Spreadsheet Engineering

2/24/2014
EECS Colloquium - Oregon State University

Spreadsheets play a pivotal role in modern society as they are inherently multi-purpose and widely used both by individuals to cope with simple needs as well as large companies as integrators of complex systems and as support for informing business decisions. Spreadsheets have probably passed the point of no return in terms of importance: it is estimated that 95% of all U.S. firms use them for financial reporting, 90% of all analysts in industry perform calculations in spreadsheets, and 50% of all spreadsheets are the basis for decisions. This importance, however, has not been achieved together with effective mechanisms for error prevention. 
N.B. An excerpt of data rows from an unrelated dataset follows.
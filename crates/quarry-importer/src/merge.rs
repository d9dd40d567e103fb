//! The merge coordinator.
//!
//! Assembles all per-package shards into one and makes the query backend
//! adopt it. At most one merge runs at a time: the gate is a single-permit
//! semaphore acquired without blocking, so a second request fails fast
//! while the first is still running.

use std::path::PathBuf;
use std::sync::Arc;
use std::time::Instant;

use tokio::sync::OwnedSemaphorePermit;

use crate::error::{ImporterError, Result};
use crate::importer::Importer;
use crate::store::{MERGED_SHARD, MERGE_PREFIX, shard_paths};

/// What a merge run did.
#[derive(Debug)]
pub enum MergeOutcome {
    /// Fewer than two shards: nothing useful to merge.
    Skipped {
        /// How many shards the enumeration found.
        shards: usize,
    },
    /// No `full.idx` existed yet; the merged shard was renamed into place
    /// and no RPC was made.
    Bootstrapped,
    /// The backend was told to adopt the merged shard.
    Replaced {
        /// Basename of the shard handed to the backend.
        replacement: String,
    },
}

/// Starts a merge in the background, or fails fast if one is running.
///
/// # Errors
///
/// Returns [`ImporterError::MergeInProgress`] when the gate is held.
pub fn try_start_merge(importer: &Arc<Importer>) -> Result<()> {
    let permit = Arc::clone(importer.merge_gate())
        .try_acquire_owned()
        .map_err(|_| ImporterError::MergeInProgress)?;

    let importer = Arc::clone(importer);
    tokio::spawn(run_merge(importer, permit));
    Ok(())
}

/// Drives one merge while holding the gate permit.
///
/// A failed backend swap is fatal to the process: silently serving a stale
/// index would be worse than a crash and restart.
async fn run_merge(importer: Arc<Importer>, _permit: OwnedSemaphorePermit) {
    match merge_to_shard(&importer).await {
        Ok(MergeOutcome::Skipped { shards }) => {
            tracing::info!(shards, "nothing to merge");
        }
        Ok(MergeOutcome::Bootstrapped) => {
            tracing::info!("bootstrapped {MERGED_SHARD}");
        }
        Ok(MergeOutcome::Replaced { replacement }) => {
            tracing::info!(replacement = %replacement, "index backend adopted merged shard");
        }
        Err(e @ ImporterError::Backend { .. }) => {
            tracing::error!(error = %e, "index backend swap failed");
            std::process::exit(1);
        }
        Err(e) => {
            tracing::error!(error = %e, "merge failed");
        }
    }
}

/// Enumerates shards, concatenates them into a `newshard*` temporary, and
/// publishes the result.
///
/// # Errors
///
/// Fails if the enumeration, the concatenation, the bootstrap rename, or
/// the backend RPC fails. Garbage collection running concurrently can
/// remove an enumerated shard under us; that surfaces here as a
/// concatenation failure and the merge is simply retried later.
pub async fn merge_to_shard(importer: &Importer) -> Result<MergeOutcome> {
    let store = importer.store();
    let inputs = shard_paths(store)?;

    crate::metrics::set_shard_count(inputs.len());
    tracing::info!(shards = inputs.len(), "enumerated index shards");
    if inputs.len() < 2 {
        return Ok(MergeOutcome::Skipped {
            shards: inputs.len(),
        });
    }

    // The temporary lives in the store so the eventual rename stays within
    // one filesystem, and its name matches no enumerator's idea of a shard.
    let temp = tempfile::Builder::new()
        .prefix(MERGE_PREFIX)
        .tempfile_in(store)
        .map_err(|e| ImporterError::storage_io("creating merge temporary", &e))?;
    let output: PathBuf = temp
        .into_temp_path()
        .keep()
        .map_err(|e| ImporterError::storage(format!("keeping merge temporary: {e}")))?;

    let engine = importer.engine();
    let concat_output = output.clone();
    let concat_inputs = inputs.clone();
    let started = Instant::now();
    let documents =
        tokio::task::spawn_blocking(move || engine.concat(&concat_output, &concat_inputs))
            .await
            .map_err(|e| ImporterError::storage(format!("merge task failed: {e}")))??;
    tracing::info!(
        documents,
        elapsed_ms = started.elapsed().as_millis() as u64,
        shard = %output.display(),
        "merged shards"
    );

    // On initial deployment there is no backend serving full.idx yet: just
    // move the merged shard into place.
    let merged = store.join(MERGED_SHARD);
    if !merged.exists() {
        std::fs::rename(&output, &merged).map_err(|e| {
            ImporterError::storage_io(format!("publishing {}", merged.display()), &e)
        })?;
        crate::metrics::record_merge_success();
        return Ok(MergeOutcome::Bootstrapped);
    }

    let replacement = output
        .file_name()
        .and_then(std::ffi::OsStr::to_str)
        .ok_or_else(|| ImporterError::storage("merge temporary has no usable name"))?
        .to_string();
    importer.backend().replace_index(&replacement).await?;
    crate::metrics::record_merge_success();
    Ok(MergeOutcome::Replaced { replacement })
}

#[cfg(test)]
mod tests {
    use super::*;
    use anyhow::Result;
    use async_trait::async_trait;
    use std::fs;
    use std::path::Path;
    use std::sync::Mutex;

    use quarry_core::{LogFormat, SystemRunner};
    use quarry_index::{Shard, TrigramEngine, TrigramShardBuilder};

    use crate::backend::IndexBackend;
    use crate::config::Config;

    #[derive(Default)]
    struct RecordingBackend {
        calls: Mutex<Vec<String>>,
        fail: bool,
    }

    impl RecordingBackend {
        fn failing() -> Self {
            Self {
                calls: Mutex::new(Vec::new()),
                fail: true,
            }
        }

        fn calls(&self) -> Vec<String> {
            self.calls.lock().expect("calls lock").clone()
        }
    }

    #[async_trait]
    impl IndexBackend for RecordingBackend {
        async fn replace_index(&self, replacement: &str) -> crate::error::Result<()> {
            self.calls
                .lock()
                .expect("calls lock")
                .push(replacement.to_string());
            if self.fail {
                Err(ImporterError::backend("scripted refusal"))
            } else {
                Ok(())
            }
        }
    }

    fn test_config(store: &Path) -> Config {
        Config {
            listen_address: "127.0.0.1:0".parse().expect("addr"),
            unpacked_path: store.to_path_buf(),
            index_backend_url: "http://localhost:0".to_string(),
            tls_cert_path: None,
            tls_key_path: None,
            debug_skip: false,
            max_file_size: crate::config::DEFAULT_MAX_FILE_SIZE,
            workers: 1,
            log_format: LogFormat::Pretty,
        }
    }

    fn test_importer(store: &Path, backend: Arc<RecordingBackend>) -> Arc<Importer> {
        Arc::new(
            Importer::new(
                test_config(store),
                Arc::new(TrigramEngine),
                Arc::new(SystemRunner),
                backend,
            )
            .expect("build importer"),
        )
    }

    fn write_package_shard(store: &Path, pkg: &str, content: &str) -> Result<()> {
        let source = store.join(format!("{pkg}.src"));
        fs::write(&source, content)?;
        let mut builder = TrigramShardBuilder::new(store.join(format!("{pkg}.idx")));
        builder.add_file(&source, &format!("{pkg}/main.c"))?;
        builder.flush()?;
        fs::remove_file(source)?;
        Ok(())
    }

    #[tokio::test]
    async fn below_threshold_merge_is_a_no_op() -> Result<()> {
        let dir = tempfile::tempdir()?;
        write_package_shard(dir.path(), "solo_1.0-1", "int solo;\n")?;
        let backend = Arc::new(RecordingBackend::default());
        let importer = test_importer(dir.path(), Arc::clone(&backend));

        let outcome = merge_to_shard(&importer).await?;
        assert!(matches!(outcome, MergeOutcome::Skipped { shards: 1 }));
        assert!(!dir.path().join(MERGED_SHARD).exists());
        assert!(backend.calls().is_empty());
        Ok(())
    }

    #[tokio::test]
    async fn in_flight_files_do_not_count_as_shards() -> Result<()> {
        let dir = tempfile::tempdir()?;
        write_package_shard(dir.path(), "solo_1.0-1", "int solo;\n")?;
        fs::write(dir.path().join("other_2.0-1.tmp"), b"half written")?;
        fs::write(dir.path().join("newshardaaaaaa"), b"stale merge")?;
        let backend = Arc::new(RecordingBackend::default());
        let importer = test_importer(dir.path(), backend);

        let outcome = merge_to_shard(&importer).await?;
        assert!(matches!(outcome, MergeOutcome::Skipped { shards: 1 }));
        Ok(())
    }

    #[tokio::test]
    async fn bootstrap_merge_renames_and_makes_no_rpc() -> Result<()> {
        let dir = tempfile::tempdir()?;
        write_package_shard(dir.path(), "alpha_1.0-1", "int alpha;\n")?;
        write_package_shard(dir.path(), "beta_2.0-1", "int beta;\n")?;
        let backend = Arc::new(RecordingBackend::default());
        let importer = test_importer(dir.path(), Arc::clone(&backend));

        let outcome = merge_to_shard(&importer).await?;
        assert!(matches!(outcome, MergeOutcome::Bootstrapped));
        assert!(backend.calls().is_empty());

        let merged = Shard::open(&dir.path().join(MERGED_SHARD))?;
        let mut documents = merged.documents().to_vec();
        documents.sort();
        assert_eq!(documents, ["alpha_1.0-1/main.c", "beta_2.0-1/main.c"]);
        Ok(())
    }

    #[tokio::test]
    async fn steady_state_merge_hands_the_backend_a_basename() -> Result<()> {
        let dir = tempfile::tempdir()?;
        write_package_shard(dir.path(), "alpha_1.0-1", "int alpha;\n")?;
        write_package_shard(dir.path(), "beta_2.0-1", "int beta;\n")?;
        let backend = Arc::new(RecordingBackend::default());
        let importer = test_importer(dir.path(), Arc::clone(&backend));

        // First merge bootstraps full.idx.
        merge_to_shard(&importer).await?;
        let before = fs::read(dir.path().join(MERGED_SHARD))?;

        let outcome = merge_to_shard(&importer).await?;
        let MergeOutcome::Replaced { replacement } = outcome else {
            panic!("expected a backend swap, got {outcome:?}");
        };
        assert!(replacement.starts_with(MERGE_PREFIX));
        assert_eq!(backend.calls(), [replacement.clone()]);

        // The backend owns the swap: full.idx on disk is untouched and the
        // merged temporary is still there for it to open.
        assert_eq!(fs::read(dir.path().join(MERGED_SHARD))?, before);
        assert!(dir.path().join(&replacement).exists());
        Ok(())
    }

    #[tokio::test]
    async fn backend_refusal_is_an_error_and_leaves_full_idx_alone() -> Result<()> {
        let dir = tempfile::tempdir()?;
        write_package_shard(dir.path(), "alpha_1.0-1", "int alpha;\n")?;
        write_package_shard(dir.path(), "beta_2.0-1", "int beta;\n")?;
        fs::write(dir.path().join(MERGED_SHARD), b"previously merged")?;
        let backend = Arc::new(RecordingBackend::failing());
        let importer = test_importer(dir.path(), backend);

        let err = merge_to_shard(&importer).await.expect_err("backend refused");
        assert!(matches!(err, ImporterError::Backend { .. }));
        assert_eq!(
            fs::read(dir.path().join(MERGED_SHARD))?,
            b"previously merged"
        );
        Ok(())
    }

    #[tokio::test]
    async fn the_gate_rejects_a_second_merge() -> Result<()> {
        let dir = tempfile::tempdir()?;
        let backend = Arc::new(RecordingBackend::default());
        let importer = test_importer(dir.path(), backend);

        let held = Arc::clone(importer.merge_gate())
            .try_acquire_owned()
            .expect("gate starts free");

        let err = try_start_merge(&importer).expect_err("gate is held");
        assert!(matches!(err, ImporterError::MergeInProgress));

        drop(held);
        try_start_merge(&importer)?;
        Ok(())
    }
}
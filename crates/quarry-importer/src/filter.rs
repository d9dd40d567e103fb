//! Decides, per directory entry, whether it is source worth indexing.
//!
//! The indexer consults [`skip_reason`] for every entry in an unpacked
//! tree. A `Some` result means the entry must be excluded from the index
//! and deleted from disk; for directories the whole subtree goes. The
//! decision depends only on the entry itself, never on previous calls.

use std::fmt;
use std::fs::Metadata;
use std::io::Read;
use std::path::Path;

/// Tunable knobs for the filter.
#[derive(Debug, Clone)]
pub struct FilterConfig {
    /// Largest file, in bytes, worth indexing.
    pub max_file_size: u64,
}

impl Default for FilterConfig {
    fn default() -> Self {
        Self {
            max_file_size: crate::config::DEFAULT_MAX_FILE_SIZE,
        }
    }
}

/// Why an entry is excluded from the index.
#[derive(Debug, Clone, PartialEq, Eq)]
pub enum SkipReason {
    /// Version-control metadata directory.
    VcsMetadata,
    /// Generated artifact recognized by extension.
    GeneratedArtifact,
    /// Content sniffed as binary.
    BinaryContent,
    /// File exceeds the configured size ceiling.
    TooLarge(u64),
    /// Symbolic link, device node, or other non-regular file.
    SpecialFile,
    /// File could not be read for sniffing.
    Unreadable,
}

impl fmt::Display for SkipReason {
    fn fmt(&self, f: &mut fmt::Formatter<'_>) -> fmt::Result {
        match self {
            Self::VcsMetadata => write!(f, "version control metadata"),
            Self::GeneratedArtifact => write!(f, "generated artifact"),
            Self::BinaryContent => write!(f, "binary content"),
            Self::TooLarge(size) => write!(f, "file too large ({size} bytes)"),
            Self::SpecialFile => write!(f, "not a regular file"),
            Self::Unreadable => write!(f, "unreadable"),
        }
    }
}

/// Version-control metadata directories, excluded with their contents.
const VCS_DIRECTORIES: &[&str] = &[".git", ".svn", ".hg", ".bzr", "CVS"];

/// Extensions of artifacts that are built, not written: object code,
/// compiled bytecode, and archive/compression formats the unpacker has
/// already expanded once.
const ARTIFACT_EXTENSIONS: &[&str] = &[
    "o", "a", "so", "lo", "la", "obj", "exe", "class", "jar", "pyc", "pyo", "elc", "beam", "tar",
    "tgz", "gz", "bz2", "xz", "lzma", "zst", "zip", "7z", "deb", "rpm",
];

/// Extensions trusted to be text even when the content sniff disagrees
/// (editors embed control bytes in legitimate sources now and then).
const TEXT_EXTENSIONS: &[&str] = &[
    "c", "h", "cc", "cpp", "cxx", "hh", "hpp", "rs", "go", "py", "pl", "pm", "rb", "sh", "js",
    "ts", "css", "html", "xml", "json", "yaml", "yml", "toml", "md", "txt", "tex", "java", "el",
    "hs", "ml", "lisp", "scm", "sql", "diff", "patch",
];

/// How many leading bytes the binary sniff examines.
const SNIFF_BYTES: usize = 1024;

/// Returns why the entry must be excluded, or `None` to keep it.
///
/// `meta` must come from a non-following stat so links are seen as links.
/// The sniff reads the file's leading bytes; everything else is decided
/// from metadata and the name alone.
#[must_use]
pub fn skip_reason(
    meta: &Metadata,
    dir: &Path,
    name: &str,
    config: &FilterConfig,
) -> Option<SkipReason> {
    if meta.is_dir() {
        if VCS_DIRECTORIES.contains(&name) {
            return Some(SkipReason::VcsMetadata);
        }
        return None;
    }

    if !meta.is_file() {
        return Some(SkipReason::SpecialFile);
    }

    let ext = extension(name);
    if ARTIFACT_EXTENSIONS.contains(&ext) {
        return Some(SkipReason::GeneratedArtifact);
    }

    if meta.len() > config.max_file_size {
        return Some(SkipReason::TooLarge(meta.len()));
    }

    if TEXT_EXTENSIONS.contains(&ext) {
        return None;
    }

    match sniff_binary(&dir.join(name)) {
        Ok(true) => Some(SkipReason::BinaryContent),
        Ok(false) => None,
        Err(_) => Some(SkipReason::Unreadable),
    }
}

fn extension(name: &str) -> &str {
    name.rsplit_once('.').map_or("", |(_, ext)| ext)
}

/// Leading-bytes heuristic: NUL bytes or a high share of control bytes
/// mean binary.
fn sniff_binary(path: &Path) -> std::io::Result<bool> {
    let mut head = [0u8; SNIFF_BYTES];
    let mut file = std::fs::File::open(path)?;
    let mut filled = 0;
    while filled < head.len() {
        let n = file.read(&mut head[filled..])?;
        if n == 0 {
            break;
        }
        filled += n;
    }
    let head = &head[..filled];

    if head.contains(&0) {
        return Ok(true);
    }
    let suspect = head
        .iter()
        .filter(|&&b| b < 0x09 || (0x0e..0x20).contains(&b))
        .count();
    Ok(suspect * 10 > head.len())
}
//! # quarry-importer
//!
//! Accepts source packages via HTTP, unpacks, strips and indexes them.
//!
//! The importer is the write side of the quarry search system. Upload
//! agents PUT a package's archives and finally its descriptor; a worker
//! pool unpacks each completed package, filters out everything that is not
//! source, copies the kept files into the canonical store, and publishes a
//! per-package trigram shard. On request, all per-package shards are
//! merged into one and the query backend is told to adopt the result.
//!
//! Publication is always an atomic rename within the store, and every
//! enumerator filters by suffix, so readers never observe a partially
//! written shard.

#![forbid(unsafe_code)]
#![deny(rust_2018_idioms)]

pub mod backend;
pub mod config;
pub mod error;
pub mod filter;
pub mod importer;
pub mod indexer;
pub mod merge;
pub mod metrics;
pub mod routes;
pub mod server;
pub mod store;
pub mod unpack;

pub use backend::{HttpIndexBackend, IndexBackend};
pub use config::{Args, Config};
pub use error::{ImporterError, Result};
pub use importer::Importer;
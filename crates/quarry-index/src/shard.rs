//! On-disk shard format: builder and reader.
//!
//! ## Format
//!
//! ```text
//! magic            8 bytes, "QSHARD01"
//! doc count        u32 LE
//! per document:    u32 LE name length, then UTF-8 name bytes
//! trigram count    u32 LE
//! per trigram:     3 raw bytes, u32 LE posting count,
//!                  postings as varint deltas (first id absolute)
//! ```
//!
//! Documents are numbered in insertion order; posting lists are therefore
//! already sorted when written. All multi-byte integers are little-endian.

use std::collections::{BTreeMap, HashSet};
use std::fs::File;
use std::io::{BufWriter, Write};
use std::path::{Path, PathBuf};

use crate::error::{IndexError, Result};

/// Magic bytes identifying a shard file.
pub const MAGIC: &[u8; 8] = b"QSHARD01";

/// Longest line, in bytes, the builder accepts in a source file.
///
/// Files with longer lines are almost always generated or minified and
/// would bloat posting lists without making search results better.
pub const MAX_LINE_BYTES: usize = 2000;

/// Largest distinct-trigram set the builder accepts for one file.
pub const MAX_FILE_TRIGRAMS: usize = 20_000;

/// A trigram: three consecutive bytes of file content.
pub type Trigram = [u8; 3];

// ============================================================================
// Builder
// ============================================================================

/// Accumulates documents and trigram postings, then writes one shard file.
///
/// Create via [`TrigramEngine::create`](crate::TrigramEngine), add files,
/// and finish with [`flush`](Self::flush). Nothing is written to disk until
/// the flush.
#[derive(Debug)]
pub struct TrigramShardBuilder {
    path: PathBuf,
    docs: Vec<String>,
    postings: BTreeMap<Trigram, Vec<u32>>,
}

impl TrigramShardBuilder {
    /// Creates a builder that will write its shard to `path` on flush.
    #[must_use]
    pub fn new(path: impl Into<PathBuf>) -> Self {
        Self {
            path: path.into(),
            docs: Vec::new(),
            postings: BTreeMap::new(),
        }
    }

    /// Reads the file at `source` and records it under `stored_name`.
    ///
    /// # Errors
    ///
    /// Returns [`IndexError::FileRejected`] for content that must not be
    /// indexed (invalid UTF-8, over-long lines, or a trigram set so large
    /// the file is effectively generated noise), and [`IndexError::Io`] if
    /// the file cannot be read.
    pub fn add_file(&mut self, source: &Path, stored_name: &str) -> Result<()> {
        let content = std::fs::read(source)?;
        let text = std::str::from_utf8(&content)
            .map_err(|_| IndexError::rejected("content is not valid UTF-8"))?;

        if let Some(line) = text.split('\n').find(|line| line.len() > MAX_LINE_BYTES) {
            return Err(IndexError::rejected(format!(
                "line of {} bytes exceeds {MAX_LINE_BYTES}",
                line.len()
            )));
        }

        let trigrams: HashSet<Trigram> = content
            .windows(3)
            .map(|w| [w[0], w[1], w[2]])
            .collect();
        if trigrams.len() > MAX_FILE_TRIGRAMS {
            return Err(IndexError::rejected(format!(
                "{} distinct trigrams exceed {MAX_FILE_TRIGRAMS}",
                trigrams.len()
            )));
        }

        let doc_id = u32::try_from(self.docs.len())
            .map_err(|_| IndexError::rejected("document table full"))?;
        self.docs.push(stored_name.to_string());
        for trigram in trigrams {
            self.postings.entry(trigram).or_default().push(doc_id);
        }
        Ok(())
    }

    /// Number of documents recorded so far.
    #[must_use]
    pub fn len(&self) -> usize {
        self.docs.len()
    }

    /// Returns true if no documents have been recorded.
    #[must_use]
    pub fn is_empty(&self) -> bool {
        self.docs.is_empty()
    }

    /// Writes the shard file and consumes the builder.
    ///
    /// # Errors
    ///
    /// Returns [`IndexError::Io`] if the shard cannot be written.
    pub fn flush(self) -> Result<()> {
        write_shard(&self.path, &self.docs, &self.postings)
    }
}

/// Serializes one shard file at `path`.
pub(crate) fn write_shard(
    path: &Path,
    docs: &[String],
    postings: &BTreeMap<Trigram, Vec<u32>>,
) -> Result<()> {
    let mut out = BufWriter::new(File::create(path)?);
    out.write_all(MAGIC)?;

    write_u32(&mut out, cast_len(docs.len())?)?;
    for doc in docs {
        write_u32(&mut out, cast_len(doc.len())?)?;
        out.write_all(doc.as_bytes())?;
    }

    write_u32(&mut out, cast_len(postings.len())?)?;
    for (trigram, ids) in postings {
        out.write_all(trigram)?;
        write_u32(&mut out, cast_len(ids.len())?)?;
        let mut prev = 0u32;
        for (i, &id) in ids.iter().enumerate() {
            let delta = if i == 0 { id } else { id - prev };
            write_varint(&mut out, delta)?;
            prev = id;
        }
    }

    out.flush()?;
    Ok(())
}

fn cast_len(len: usize) -> Result<u32> {
    u32::try_from(len).map_err(|_| IndexError::rejected("shard section too large"))
}

// ============================================================================
// Reader
// ============================================================================

/// A shard opened for enumeration.
#[derive(Debug)]
pub struct Shard {
    docs: Vec<String>,
    postings: BTreeMap<Trigram, Vec<u32>>,
}

impl Shard {
    /// Opens and fully parses the shard at `path`.
    ///
    /// # Errors
    ///
    /// Returns [`IndexError::Io`] if the file cannot be read and
    /// [`IndexError::Malformed`] if it does not parse as a shard.
    pub fn open(path: &Path) -> Result<Self> {
        let bytes = std::fs::read(path)?;
        let mut cursor = Cursor {
            bytes: &bytes,
            pos: 0,
            path,
        };

        let magic = cursor.take(MAGIC.len())?;
        if magic != MAGIC {
            return Err(IndexError::malformed(path, "bad magic"));
        }

        let doc_count = cursor.read_u32()? as usize;
        let mut docs = Vec::with_capacity(doc_count);
        for _ in 0..doc_count {
            let len = cursor.read_u32()? as usize;
            let raw = cursor.take(len)?;
            let name = std::str::from_utf8(raw)
                .map_err(|_| IndexError::malformed(path, "document name is not UTF-8"))?;
            docs.push(name.to_string());
        }

        let trigram_count = cursor.read_u32()? as usize;
        let mut postings = BTreeMap::new();
        for _ in 0..trigram_count {
            let raw = cursor.take(3)?;
            let trigram = [raw[0], raw[1], raw[2]];
            let posting_count = cursor.read_u32()? as usize;
            let mut ids = Vec::with_capacity(posting_count);
            let mut prev = 0u32;
            for i in 0..posting_count {
                let delta = cursor.read_varint()?;
                let id = if i == 0 { delta } else { prev + delta };
                if id as usize >= doc_count {
                    return Err(IndexError::malformed(path, "posting refers past doc table"));
                }
                ids.push(id);
                prev = id;
            }
            postings.insert(trigram, ids);
        }

        if cursor.pos != bytes.len() {
            return Err(IndexError::malformed(path, "trailing bytes after postings"));
        }

        Ok(Self { docs, postings })
    }

    /// The stored names of every document, in insertion order.
    #[must_use]
    pub fn documents(&self) -> &[String] {
        &self.docs
    }

    /// Sorted document ids containing `trigram`, if any do.
    #[must_use]
    pub fn postings_for(&self, trigram: Trigram) -> Option<&[u32]> {
        self.postings.get(&trigram).map(Vec::as_slice)
    }

    /// Number of distinct trigrams in the shard.
    #[must_use]
    pub fn trigram_count(&self) -> usize {
        self.postings.len()
    }

    pub(crate) fn into_parts(self) -> (Vec<String>, BTreeMap<Trigram, Vec<u32>>) {
        (self.docs, self.postings)
    }
}

struct Cursor<'a> {
    bytes: &'a [u8],
    pos: usize,
    path: &'a Path,
}

impl<'a> Cursor<'a> {
    fn take(&mut self, len: usize) -> Result<&'a [u8]> {
        let end = self
            .pos
            .checked_add(len)
            .filter(|&end| end <= self.bytes.len())
            .ok_or_else(|| IndexError::malformed(self.path, "truncated shard"))?;
        let slice = &self.bytes[self.pos..end];
        self.pos = end;
        Ok(slice)
    }

    fn read_u32(&mut self) -> Result<u32> {
        let raw = self.take(4)?;
        Ok(u32::from_le_bytes([raw[0], raw[1], raw[2], raw[3]]))
    }

    fn read_varint(&mut self) -> Result<u32> {
        let mut value: u64 = 0;
        let mut shift = 0;
        loop {
            let byte = self.take(1)?[0];
            value |= u64::from(byte & 0x7f) << shift;
            if byte & 0x80 == 0 {
                return u32::try_from(value)
                    .map_err(|_| IndexError::malformed(self.path, "varint overflow"));
            }
            shift += 7;
            if shift >= 35 {
                return Err(IndexError::malformed(self.path, "varint overflow"));
            }
        }
    }
}

fn write_u32<W: Write>(out: &mut W, value: u32) -> Result<()> {
    out.write_all(&value.to_le_bytes())?;
    Ok(())
}

fn write_varint<W: Write>(out: &mut W, mut value: u32) -> Result<()> {
    loop {
        let byte = (value & 0x7f) as u8;
        value >>= 7;
        if value == 0 {
            out.write_all(&[byte])?;
            return Ok(());
        }
        out.write_all(&[byte | 0x80])?;
    }
}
To aid in error-prevention in this talk we present a methodology for spreadsheet engineering. First, we present data mining and database techniques to reason about spreadsheet data. These techniques are used to compute relationships between spreadsheet elements (cells/columns/rows). These relations are then used to infer a model defining the business logic of the spreadsheet. Such a model of a spreadsheet data is a visual domain specific language that we embed in a well-known spreadsheet system. The embedded model is the building block to define techniques for model-driven spreadsheet development, where advanced techniques are used to guarantee the model-instance synchronization. In this model-driven environment, any user data update as to follow the the model-instance conformance relation, thus, guiding spreadsheet users to introduce correct data. Bidirectional transformations are used to synchronize models and instances after users update/evolve the model or instance.